Я крутил пластинку с утра до ночи. Сначала все соседи пели «Катюшу», потом стали поговаривать, что недурно бы мне оторвать мои бесталанные уши. Но пришел брат, и они согласились потерпеть еще. Я даже ночью пел. Проснусь и пою. Мать говорит:

— Опять бормочешь — не устал?..

— Я не бормочу — я пою.

— Зачем? — спрашивала она и засыпала. Она уставала очень.

И вот однажды я действительно запел. Это заметила соседка. Я жарил блины на кухне и напевал. Соседка делала что-то свое, морщилась от моего пения и вдруг глянула на меня этак странно, странность ее взгляда я отметил, и вышла. А чуть погодя раздались аплодисменты. В дверях кухни собрался весь наличный контингент соседей — все хлопали. Все были рады. Просили повторить. Потом сказали: «Слава богу, „Катюша“ кончилась. Купи пластинку „Рио-Рита“, она легко запоминается».

«Рио-Риту» я запомнил с одного прослушивания.

Мать приехала к вечеру, пропыленная, усталая, но не легла спать — пошла в баню и меня в баню прогнала.

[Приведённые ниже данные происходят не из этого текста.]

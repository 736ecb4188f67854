use anyhow::Context;
use tracing::info;

use crate::config::AppConfig;
use crate::state::AppState;

pub async fn handle(mut config: AppConfig, port: Option<u16>) -> anyhow::Result<()> {
    if let Some(port) = port {
        config.server.port = port;
    }
    info!(
        "Starting giaycung-api in {:?} mode ({:?} sheets, {:?} shoe storage)",
        config.environment, config.sheets.backend, config.service_orders.shoe_storage
    );

    let bind_addr = format!("0.0.0.0:{}", config.server.port);
    let app = crate::app(AppState::from_config(config));

    let listener = tokio::net::TcpListener::bind(&bind_addr)
        .await
        .with_context(|| format!("failed to bind {}", bind_addr))?;
    info!("Listening on http://{}", bind_addr);

    axum::serve(listener, app).await.context("server error")?;
    Ok(())
}
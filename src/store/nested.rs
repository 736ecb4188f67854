//! One-to-many child collections.
//!
//! Children are kept either as a JSON array inside one cell of the parent
//! row ([`EmbeddedChildren`]) or as rows of a second table carrying the
//! parent id in a foreign-key column ([`JoinedChildren`]).

use serde_json::{Map, Value};
use std::collections::HashMap;

use super::error::StoreError;
use super::record::{Fields, Record};
use super::table::{DeletePolicy, Table};

/// Children stored in a cell. Blank text, malformed JSON and non-array JSON
/// all read as an empty collection.
pub fn parse_children(cell: &str) -> Vec<Value> {
    let raw = cell.trim();
    if raw.is_empty() {
        return Vec::new();
    }
    match serde_json::from_str::<Value>(raw) {
        Ok(Value::Array(items)) => items,
        _ => Vec::new(),
    }
}

/// Cell text for `children`; always a JSON array.
pub fn serialize_children(children: &[Value]) -> String {
    serde_json::to_string(children).unwrap_or_else(|_| "[]".to_string())
}

/// Trimmed `id` of a child object; numbers are accepted too.
pub fn child_id(child: &Value) -> String {
    match child.get("id") {
        Some(Value::String(s)) => s.trim().to_string(),
        Some(Value::Number(n)) => n.to_string(),
        _ => String::new(),
    }
}

/// Buckets `records` by the trimmed value of `foreign_key`.
pub fn group_by(records: Vec<Record>, foreign_key: &str) -> HashMap<String, Vec<Record>> {
    let mut groups: HashMap<String, Vec<Record>> = HashMap::new();
    for record in records {
        groups.entry(record.text(foreign_key)).or_default().push(record);
    }
    groups
}

/// Children serialised into `field` of the parent row.
///
/// Every mutation rewrites the whole parent row from the snapshot read at the
/// start of the mutation.
#[derive(Clone)]
pub struct EmbeddedChildren {
    parent: Table,
    field: &'static str,
    entity: &'static str,
}

impl EmbeddedChildren {
    pub fn new(parent: Table, field: &'static str, entity: &'static str) -> Self {
        Self { parent, field, entity }
    }

    pub fn field(&self) -> &'static str {
        self.field
    }

    pub fn children(&self, parent: &Record) -> Vec<Value> {
        parse_children(parent.get(self.field))
    }

    fn child_not_found(&self) -> StoreError {
        StoreError::not_found(format!("{} not found", self.entity))
    }

    /// Appends `child` to the parent's collection.
    pub async fn add(&self, parent_id: &str, child: Map<String, Value>) -> Result<Value, StoreError> {
        let parent_id = parent_id.trim().to_string();
        let field = self.field;
        let child = Value::Object(child);

        let (_, added) = self
            .parent
            .modify_where(
                move |r| r.id() == parent_id,
                move |record| {
                    let mut children = parse_children(record.get(field));
                    children.push(child.clone());
                    let mut changes = Fields::new();
                    changes.insert(field.to_string(), serialize_children(&children));
                    Ok((changes, child))
                },
            )
            .await?;
        Ok(added)
    }

    /// Applies `change` to the child with `child_id`.
    pub async fn update<F>(&self, parent_id: &str, child_id: &str, change: F) -> Result<Value, StoreError>
    where
        F: FnOnce(&mut Value) -> Result<(), StoreError> + Send,
    {
        let parent_id = parent_id.trim().to_string();
        let wanted = child_id.trim().to_string();
        let field = self.field;
        let missing = self.child_not_found();

        let (_, updated) = self
            .parent
            .modify_where(
                move |r| r.id() == parent_id,
                move |record| {
                    let mut children = parse_children(record.get(field));
                    let child = children
                        .iter_mut()
                        .find(|c| self::child_id(c) == wanted)
                        .ok_or(missing)?;
                    change(child)?;
                    let updated = child.clone();
                    let mut changes = Fields::new();
                    changes.insert(field.to_string(), serialize_children(&children));
                    Ok((changes, updated))
                },
            )
            .await?;
        Ok(updated)
    }

    /// Removes the child with `child_id` from the array.
    pub async fn remove(&self, parent_id: &str, child_id: &str) -> Result<Value, StoreError> {
        let parent_id = parent_id.trim().to_string();
        let wanted = child_id.trim().to_string();
        let field = self.field;
        let missing = self.child_not_found();

        let (_, removed) = self
            .parent
            .modify_where(
                move |r| r.id() == parent_id,
                move |record| {
                    let mut children = parse_children(record.get(field));
                    let position = children
                        .iter()
                        .position(|c| self::child_id(c) == wanted)
                        .ok_or(missing)?;
                    let removed = children.remove(position);
                    let mut changes = Fields::new();
                    changes.insert(field.to_string(), serialize_children(&children));
                    Ok((changes, removed))
                },
            )
            .await?;
        Ok(removed)
    }
}

/// Children stored as rows of their own table.
#[derive(Clone)]
pub struct JoinedChildren {
    table: Table,
    foreign_key: &'static str,
}

impl JoinedChildren {
    pub fn new(table: Table, foreign_key: &'static str) -> Self {
        Self { table, foreign_key }
    }

    pub fn table(&self) -> &Table {
        &self.table
    }

    /// Creates a child row attached to `parent_id`.
    pub async fn add(&self, parent_id: &str, mut fields: Fields) -> Result<Record, StoreError> {
        fields.insert(self.foreign_key.to_string(), parent_id.trim().to_string());
        self.table.create(fields).await
    }

    fn matcher(&self, parent_id: &str, child_id: &str) -> impl Fn(&Record) -> bool + Send + 'static {
        let foreign_key = self.foreign_key;
        let parent_id = parent_id.trim().to_string();
        let child_id = child_id.trim().to_string();
        move |r: &Record| r.id() == child_id && r.text(foreign_key) == parent_id
    }

    /// Patches a child; it must belong to `parent_id`.
    pub async fn update(&self, parent_id: &str, child_id: &str, mut changes: Fields) -> Result<Record, StoreError> {
        changes.remove(self.foreign_key);
        self.table
            .modify_where(self.matcher(parent_id, child_id), move |_| Ok((changes, ())))
            .await
            .map(|(record, _)| record)
    }

    pub async fn remove(&self, parent_id: &str, child_id: &str, policy: DeletePolicy) -> Result<Record, StoreError> {
        self.table.delete_where(self.matcher(parent_id, child_id), policy).await
    }

    /// Live children of every parent, read in one pass.
    pub async fn grouped(&self) -> Result<HashMap<String, Vec<Record>>, StoreError> {
        Ok(group_by(self.table.list().await?, self.foreign_key))
    }

    pub async fn for_parent(&self, parent_id: &str) -> Result<Vec<Record>, StoreError> {
        let parent_id = parent_id.trim();
        Ok(self
            .table
            .list()
            .await?
            .into_iter()
            .filter(|r| r.text(self.foreign_key) == parent_id)
            .collect())
    }
}

#[cfg(test)]
mod tests {
    use super::*;
    use crate::sheets::MemorySheets;
    use crate::store::ids::IdStrategy;
    use crate::store::record::fields;
    use crate::store::table::{TableSpec, Tombstone};
    use serde_json::json;
    use std::sync::Arc;

    const PARENTS: TableSpec = TableSpec {
        name: "parents",
        entity: "Parent",
        default_header: &["id", "title", "kids"],
        tombstone: Tombstone::None,
        id: IdStrategy::Timestamp("p"),
        sequence: None,
        required: &[],
    };

    const KIDS: TableSpec = TableSpec {
        name: "kids",
        entity: "Kid",
        default_header: &["id", "parentId", "name", "deleted"],
        tombstone: Tombstone::DeletedFlag,
        id: IdStrategy::RandomHex("K"),
        sequence: None,
        required: &["name"],
    };

    fn row(cells: &[&str]) -> Vec<String> {
        cells.iter().map(|s| s.to_string()).collect()
    }

    fn object(value: Value) -> Map<String, Value> {
        match value {
            Value::Object(map) => map,
            _ => Map::new(),
        }
    }

    #[test]
    fn malformed_cells_read_as_empty() {
        assert!(parse_children("").is_empty());
        assert!(parse_children("   ").is_empty());
        assert!(parse_children("{not json").is_empty());
        assert!(parse_children("{\"id\":1}").is_empty());
        assert_eq!(parse_children(" [{\"id\":\"a\"}] ").len(), 1);
        assert_eq!(serialize_children(&[]), "[]");
    }

    #[test]
    fn child_ids_accept_numbers() {
        assert_eq!(child_id(&json!({"id": " s1 "})), "s1");
        assert_eq!(child_id(&json!({"id": 7})), "7");
        assert_eq!(child_id(&json!({"name": "x"})), "");
    }

    #[tokio::test]
    async fn embedded_add_update_remove() {
        let sheets = Arc::new(MemorySheets::new().with_grid(
            "parents",
            vec![row(&["id", "title", "kids"]), row(&["P1", "First", ""])],
        ));
        let kids = EmbeddedChildren::new(Table::new(sheets.clone(), PARENTS), "kids", "Kid");

        kids.add("P1", object(json!({"id": "k1", "name": "Ann"}))).await.unwrap();
        kids.add("P1", object(json!({"id": "k2", "name": "Bo"}))).await.unwrap();

        let updated = kids
            .update("P1", "k2", |child| {
                child["name"] = json!("Bob");
                Ok(())
            })
            .await
            .unwrap();
        assert_eq!(updated["name"], "Bob");

        kids.remove("P1", "k1").await.unwrap();
        let cell = sheets.grid("parents").await.unwrap()[1][2].clone();
        assert_eq!(parse_children(&cell), vec![json!({"id": "k2", "name": "Bob"})]);
        assert_eq!(sheets.grid("parents").await.unwrap()[1][1], "First");

        let err = kids.remove("P1", "k1").await.unwrap_err();
        assert!(matches!(err, StoreError::NotFound(msg) if msg == "Kid not found"));
        let err = kids.add("P9", Map::new()).await.unwrap_err();
        assert!(matches!(err, StoreError::NotFound(msg) if msg == "Parent not found"));
    }

    #[tokio::test]
    async fn joined_children_are_scoped_to_their_parent() {
        let sheets = Arc::new(MemorySheets::new().with_table("kids"));
        let kids = JoinedChildren::new(Table::new(sheets.clone(), KIDS), "parentId");

        let ann = kids.add("P1", fields([("name", "Ann")])).await.unwrap();
        kids.add("P2", fields([("name", "Bo")])).await.unwrap();
        kids.add("P1", fields([("name", "Cy")])).await.unwrap();

        let groups = kids.grouped().await.unwrap();
        assert_eq!(groups["P1"].len(), 2);
        assert_eq!(groups["P2"].len(), 1);

        let err = kids.update("P2", ann.id(), fields([("name", "x")])).await.unwrap_err();
        assert!(matches!(err, StoreError::NotFound(_)));

        let renamed = kids
            .update("P1", ann.id(), fields([("name", "Anna"), ("parentId", "P2")]))
            .await
            .unwrap();
        assert_eq!(renamed.get("parentId"), "P1");

        kids.remove("P1", ann.id(), DeletePolicy::Soft).await.unwrap();
        let left = kids.for_parent("P1").await.unwrap();
        assert_eq!(left.len(), 1);
        assert_eq!(left[0].get("name"), "Cy");
    }
}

В баню строем шли курсанты школы подплава в белых робах, с вениками под мышкой. Если искать в моих писаниях образ, повторяющийся чаще всего, то, наверное, это матросы с вениками, идущие в баню.

Вечером мы с матерью пили чай с мармеладом. Мать рассказывала, как горели под Шимском бензохранилища. Отблеск этого пламени лежал на ее раскрасневшемся после бани лице. Руки матери были полные, предплечья формы лебяжьей шеи — именно такая форма говорит о мощи. Волосы она убирала в толстую тугую косу. Лоб у нее был прямой, без морщин, короткий прямой нос и властные серые глаза — матери бы родиться мужчиной да пойти служить по военной линии.

— Чего это ты «Катюшу» поешь? — спросила мать вдруг. — От Коли писем нет?

— Нету. Что, я действительно пел «Катюшу»?

— Весь вечер. Ты и сейчас ее поешь. Ты что, не замечаешь?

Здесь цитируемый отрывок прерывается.